Collaboration and data key to ensuring lasting change


At Riverbank (Calif.) High School, teachers across subject areas incorporate multiple Content Enhancement Routines into their daily instruction. Students learn strategies in both general education and resource classrooms. And scores on state competency tests have risen dramatically—more than 50 points in the first two years alone of the school’s extensive literacy improvement program.The now five-year-old program—based on the Strategic Instruction Model and following the Content Literacy Continuum framework—is the result of a team effort involving teachers, school and district administrators, and SIM Professional Developers.Among the challenges Riverbank faced when it began its literacy improvement process were large numbers of struggling students. Many among the predominantly Hispanic student population speak Spanish outside of academic settings yet must perform well in course work and on tests in English. “That makes the gains they are making even more incredible to me, because the students are doing what they’re doing in their second language,” says Jean Schumaker, retired associate director of the Center for Research on Learning. In launching the CLC initiative, the district looked at long-term goals as well as short-term needs. “We didn’t want this to be another one of the one-year or two-year flash-in-the-pan changes that comes in and goes away,” says Ron Costa, assistant superintendent for business and secondary educational services.

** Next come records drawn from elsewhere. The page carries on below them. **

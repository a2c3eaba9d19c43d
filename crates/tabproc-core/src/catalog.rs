//! Static registries of every node type, for "add new" pickers
//!
//! Enum-valued parameters (match mode, numeric domain, operator, rounding
//! mode) are fixed per entry rather than exposed as arguments, so each
//! combination has its own entry.

use crate::condition::{RowCondition, TextMatchMode, ValueCondition};
use crate::conversion::{RoundMode, ValueConversion};
use crate::numeric::{ArithmeticOp, CompareOp, NumericDomain};
use crate::operation::*;

/// One creatable node type
pub struct CatalogEntry<T: 'static> {
    /// Stable identifier
    pub name: &'static str,
    /// Display title
    pub title: &'static str,
    /// Build a node with default arguments
    pub create: fn() -> T,
}

/// Look an entry up by name
pub fn find<T>(
    catalog: &'static [CatalogEntry<T>],
    name: &str,
) -> Option<&'static CatalogEntry<T>> {
    catalog.iter().find(|entry| entry.name == name)
}

pub static OPERATIONS: &[CatalogEntry<Operation>] = &[
    CatalogEntry {
        name: "head",
        title: "Head",
        create: || Operation::Head(Head::default()),
    },
    CatalogEntry {
        name: "tail",
        title: "Tail",
        create: || Operation::Tail(Tail::default()),
    },
    CatalogEntry {
        name: "skip_head",
        title: "Skip head",
        create: || Operation::SkipHead(SkipHead::default()),
    },
    CatalogEntry {
        name: "skip_tail",
        title: "Skip tail",
        create: || Operation::SkipTail(SkipTail::default()),
    },
    CatalogEntry {
        name: "select_rows",
        title: "Select rows",
        create: || Operation::SelectRows(SelectRows::default()),
    },
    CatalogEntry {
        name: "delete_row",
        title: "Delete row",
        create: || Operation::DeleteRow(DeleteRow::default()),
    },
    CatalogEntry {
        name: "filter_row",
        title: "Filter rows",
        create: || Operation::FilterRow(FilterRow::default()),
    },
    CatalogEntry {
        name: "select_column",
        title: "Select column",
        create: || Operation::SelectColumn(SelectColumn::default()),
    },
    CatalogEntry {
        name: "delete_column",
        title: "Delete column",
        create: || Operation::DeleteColumn(DeleteColumn::default()),
    },
    CatalogEntry {
        name: "generate_column",
        title: "Generate column",
        create: || Operation::GenerateColumn(GenerateColumn::default()),
    },
    CatalogEntry {
        name: "edit_column",
        title: "Edit column",
        create: || Operation::EditColumn(EditColumn::default()),
    },
    CatalogEntry {
        name: "replace",
        title: "Replace",
        create: || Operation::Replace(Replace::default()),
    },
    CatalogEntry {
        name: "sort",
        title: "Sort",
        create: || Operation::Sort(Sort::default()),
    },
    CatalogEntry {
        name: "distinct",
        title: "Distinct",
        create: || Operation::Distinct(Distinct::default()),
    },
    CatalogEntry {
        name: "append",
        title: "Append",
        create: || Operation::Append(Append::default()),
    },
    CatalogEntry {
        name: "prepend",
        title: "Prepend",
        create: || Operation::Prepend(Prepend::default()),
    },
    CatalogEntry {
        name: "paste",
        title: "Paste",
        create: || Operation::Paste(Paste::default()),
    },
    CatalogEntry {
        name: "inner_join",
        title: "Inner join",
        create: || Operation::InnerJoin(Join::default()),
    },
    CatalogEntry {
        name: "left_outer_join",
        title: "Left outer join",
        create: || Operation::LeftOuterJoin(Join::default()),
    },
    CatalogEntry {
        name: "full_outer_join",
        title: "Full outer join",
        create: || Operation::FullOuterJoin(Join::default()),
    },
];

pub static VALUE_CONDITIONS: &[CatalogEntry<ValueCondition>] = &[
    CatalogEntry {
        name: "and",
        title: "And",
        create: || ValueCondition::and(vec![ValueCondition::Unset]),
    },
    CatalogEntry {
        name: "or",
        title: "Or",
        create: || ValueCondition::or(vec![ValueCondition::Unset]),
    },
    CatalogEntry {
        name: "not",
        title: "Not",
        create: || ValueCondition::not(ValueCondition::Unset),
    },
    CatalogEntry {
        name: "is_empty",
        title: "Is empty",
        create: || ValueCondition::IsEmpty,
    },
    CatalogEntry {
        name: "is_integer",
        title: "Is integer",
        create: || ValueCondition::IsInteger,
    },
    CatalogEntry {
        name: "is_decimal",
        title: "Is decimal",
        create: || ValueCondition::IsDecimal,
    },
    CatalogEntry {
        name: "equals",
        title: "Equals",
        create: || ValueCondition::text(TextMatchMode::Exact, "", true),
    },
    CatalogEntry {
        name: "contains",
        title: "Contains",
        create: || ValueCondition::text(TextMatchMode::Contains, "", true),
    },
    CatalogEntry {
        name: "starts_with",
        title: "Starts with",
        create: || ValueCondition::text(TextMatchMode::StartsWith, "", true),
    },
    CatalogEntry {
        name: "ends_with",
        title: "Ends with",
        create: || ValueCondition::text(TextMatchMode::EndsWith, "", true),
    },
    CatalogEntry {
        name: "regex",
        title: "Matches regex",
        create: || ValueCondition::regex("", true),
    },
    CatalogEntry {
        name: "integer_greater",
        title: "integer >",
        create: || ValueCondition::compare(NumericDomain::Integer, CompareOp::Greater, "0"),
    },
    CatalogEntry {
        name: "integer_less",
        title: "integer <",
        create: || ValueCondition::compare(NumericDomain::Integer, CompareOp::Less, "0"),
    },
    CatalogEntry {
        name: "integer_greater_or_equal",
        title: "integer >=",
        create: || ValueCondition::compare(NumericDomain::Integer, CompareOp::GreaterOrEqual, "0"),
    },
    CatalogEntry {
        name: "integer_less_or_equal",
        title: "integer <=",
        create: || ValueCondition::compare(NumericDomain::Integer, CompareOp::LessOrEqual, "0"),
    },
    CatalogEntry {
        name: "integer_equal",
        title: "integer ==",
        create: || ValueCondition::compare(NumericDomain::Integer, CompareOp::Equal, "0"),
    },
    CatalogEntry {
        name: "decimal_greater",
        title: "decimal >",
        create: || ValueCondition::compare(NumericDomain::Decimal, CompareOp::Greater, "0"),
    },
    CatalogEntry {
        name: "decimal_less",
        title: "decimal <",
        create: || ValueCondition::compare(NumericDomain::Decimal, CompareOp::Less, "0"),
    },
    CatalogEntry {
        name: "decimal_greater_or_equal",
        title: "decimal >=",
        create: || ValueCondition::compare(NumericDomain::Decimal, CompareOp::GreaterOrEqual, "0"),
    },
    CatalogEntry {
        name: "decimal_less_or_equal",
        title: "decimal <=",
        create: || ValueCondition::compare(NumericDomain::Decimal, CompareOp::LessOrEqual, "0"),
    },
    CatalogEntry {
        name: "decimal_equal",
        title: "decimal ==",
        create: || ValueCondition::compare(NumericDomain::Decimal, CompareOp::Equal, "0"),
    },
];

pub static ROW_CONDITIONS: &[CatalogEntry<RowCondition>] = &[
    CatalogEntry {
        name: "and",
        title: "And",
        create: || RowCondition::and(vec![RowCondition::Unset]),
    },
    CatalogEntry {
        name: "or",
        title: "Or",
        create: || RowCondition::or(vec![RowCondition::Unset]),
    },
    CatalogEntry {
        name: "not",
        title: "Not",
        create: || RowCondition::not(RowCondition::Unset),
    },
    CatalogEntry {
        name: "column",
        title: "Column",
        create: || RowCondition::column(0, ValueCondition::Unset),
    },
    CatalogEntry {
        name: "all_columns",
        title: "All columns",
        create: || RowCondition::all_columns(ValueCondition::Unset),
    },
    CatalogEntry {
        name: "any_column",
        title: "Any column",
        create: || RowCondition::any_column(ValueCondition::Unset),
    },
];

pub static CONVERSIONS: &[CatalogEntry<ValueConversion>] = &[
    CatalogEntry {
        name: "sequence",
        title: "Sequence",
        create: ValueConversion::default,
    },
    CatalogEntry {
        name: "prepend",
        title: "Prepend",
        create: || ValueConversion::Prepend {
            text: String::new(),
        },
    },
    CatalogEntry {
        name: "append",
        title: "Append",
        create: || ValueConversion::Append {
            text: String::new(),
        },
    },
    CatalogEntry {
        name: "insert",
        title: "Insert",
        create: || ValueConversion::Insert {
            position: 0,
            text: String::new(),
        },
    },
    CatalogEntry {
        name: "overwrite",
        title: "Overwrite",
        create: || ValueConversion::Overwrite {
            position: 0,
            text: String::new(),
        },
    },
    CatalogEntry {
        name: "substring",
        title: "Substring",
        create: || ValueConversion::Substring {
            start: 0,
            length: 1,
        },
    },
    CatalogEntry {
        name: "upper",
        title: "Upper case",
        create: || ValueConversion::Upper,
    },
    CatalogEntry {
        name: "lower",
        title: "Lower case",
        create: || ValueConversion::Lower,
    },
    CatalogEntry {
        name: "trim",
        title: "Trim",
        create: || ValueConversion::Trim,
    },
    CatalogEntry {
        name: "replace",
        title: "Replace",
        create: || ValueConversion::Replace {
            query: String::new(),
            replacer: String::new(),
            case_sensitive: true,
        },
    },
    CatalogEntry {
        name: "regex_extract",
        title: "Regex extract",
        create: || ValueConversion::RegexExtract {
            pattern: String::new(),
            case_sensitive: true,
        },
    },
    CatalogEntry {
        name: "integer_add",
        title: "integer +",
        create: || ValueConversion::arithmetic(NumericDomain::Integer, ArithmeticOp::Add, "0"),
    },
    CatalogEntry {
        name: "integer_subtract",
        title: "integer -",
        create: || ValueConversion::arithmetic(NumericDomain::Integer, ArithmeticOp::Subtract, "0"),
    },
    CatalogEntry {
        name: "integer_multiply",
        title: "integer *",
        create: || ValueConversion::arithmetic(NumericDomain::Integer, ArithmeticOp::Multiply, "1"),
    },
    CatalogEntry {
        name: "integer_divide",
        title: "integer /",
        create: || ValueConversion::arithmetic(NumericDomain::Integer, ArithmeticOp::Divide, "1"),
    },
    CatalogEntry {
        name: "integer_modulo",
        title: "integer %",
        create: || ValueConversion::arithmetic(NumericDomain::Integer, ArithmeticOp::Modulo, "1"),
    },
    CatalogEntry {
        name: "decimal_add",
        title: "decimal +",
        create: || ValueConversion::arithmetic(NumericDomain::Decimal, ArithmeticOp::Add, "0"),
    },
    CatalogEntry {
        name: "decimal_subtract",
        title: "decimal -",
        create: || ValueConversion::arithmetic(NumericDomain::Decimal, ArithmeticOp::Subtract, "0"),
    },
    CatalogEntry {
        name: "decimal_multiply",
        title: "decimal *",
        create: || ValueConversion::arithmetic(NumericDomain::Decimal, ArithmeticOp::Multiply, "1"),
    },
    CatalogEntry {
        name: "decimal_divide",
        title: "decimal /",
        create: || ValueConversion::arithmetic(NumericDomain::Decimal, ArithmeticOp::Divide, "1"),
    },
    CatalogEntry {
        name: "decimal_modulo",
        title: "decimal %",
        create: || ValueConversion::arithmetic(NumericDomain::Decimal, ArithmeticOp::Modulo, "1"),
    },
    CatalogEntry {
        name: "round",
        title: "Round",
        create: || ValueConversion::Round {
            mode: RoundMode::Round,
            digits: 0,
        },
    },
    CatalogEntry {
        name: "truncate",
        title: "Truncate",
        create: || ValueConversion::Round {
            mode: RoundMode::Truncate,
            digits: 0,
        },
    },
    CatalogEntry {
        name: "ceiling",
        title: "Ceiling",
        create: || ValueConversion::Round {
            mode: RoundMode::Ceiling,
            digits: 0,
        },
    },
    CatalogEntry {
        name: "condition_text",
        title: "Condition to text",
        create: || ValueConversion::condition_text(ValueCondition::Unset),
    },
    CatalogEntry {
        name: "branch",
        title: "If",
        create: || {
            ValueConversion::branch(
                ValueCondition::Unset,
                ValueConversion::default(),
                ValueConversion::default(),
            )
        },
    },
];

#[cfg(test)]
mod tests {
    use super::*;
    use std::collections::HashSet;

    fn unique_names<T>(catalog: &[CatalogEntry<T>]) -> bool {
        let names: HashSet<&str> = catalog.iter().map(|e| e.name).collect();
        names.len() == catalog.len()
    }

    #[test]
    fn test_names_are_unique() {
        assert!(unique_names(OPERATIONS));
        assert!(unique_names(VALUE_CONDITIONS));
        assert!(unique_names(ROW_CONDITIONS));
        assert!(unique_names(CONVERSIONS));
    }

    #[test]
    fn test_titles_match_created_nodes() {
        for entry in OPERATIONS {
            assert_eq!((entry.create)().title(), entry.title);
        }
        for entry in VALUE_CONDITIONS {
            assert_eq!((entry.create)().title(), entry.title);
        }
        for entry in CONVERSIONS {
            assert_eq!((entry.create)().title(), entry.title);
        }
    }

    #[test]
    fn test_operation_names_match_serde_tags() {
        for entry in OPERATIONS {
            let json = serde_json::to_value((entry.create)()).unwrap();
            assert_eq!(json["type"], entry.name);
        }
    }

    #[test]
    fn test_find() {
        assert_eq!(find(OPERATIONS, "sort").unwrap().title, "Sort");
        assert!(find(CONVERSIONS, "nope").is_none());
    }

    #[test]
    fn test_fresh_unset_nodes_fail_validation() {
        let filter = (find(OPERATIONS, "filter_row").unwrap().create)();
        assert!(!filter.verify_arguments().is_success());
        let branch = (find(CONVERSIONS, "branch").unwrap().create)();
        assert!(!branch.verify_arguments().is_success());
    }
}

Far from being a temporary fix, the Riverbank CLC initiative continues to gain strength and credibility through a collaborative approach that ensures teachers are involved in decision making. At the center of the collaboration is the school’s site literacy team, which principal Ken Geisick views as vital to long-term success. Integral to the process is a commitment to grounding decisions in data. “It’s starting to change the culture of the campus, so that when I leave and my VPs leave and the CLC team leaves, everything will still run” Geisick says. “It will change, it will morph, but it will certainly still be there.”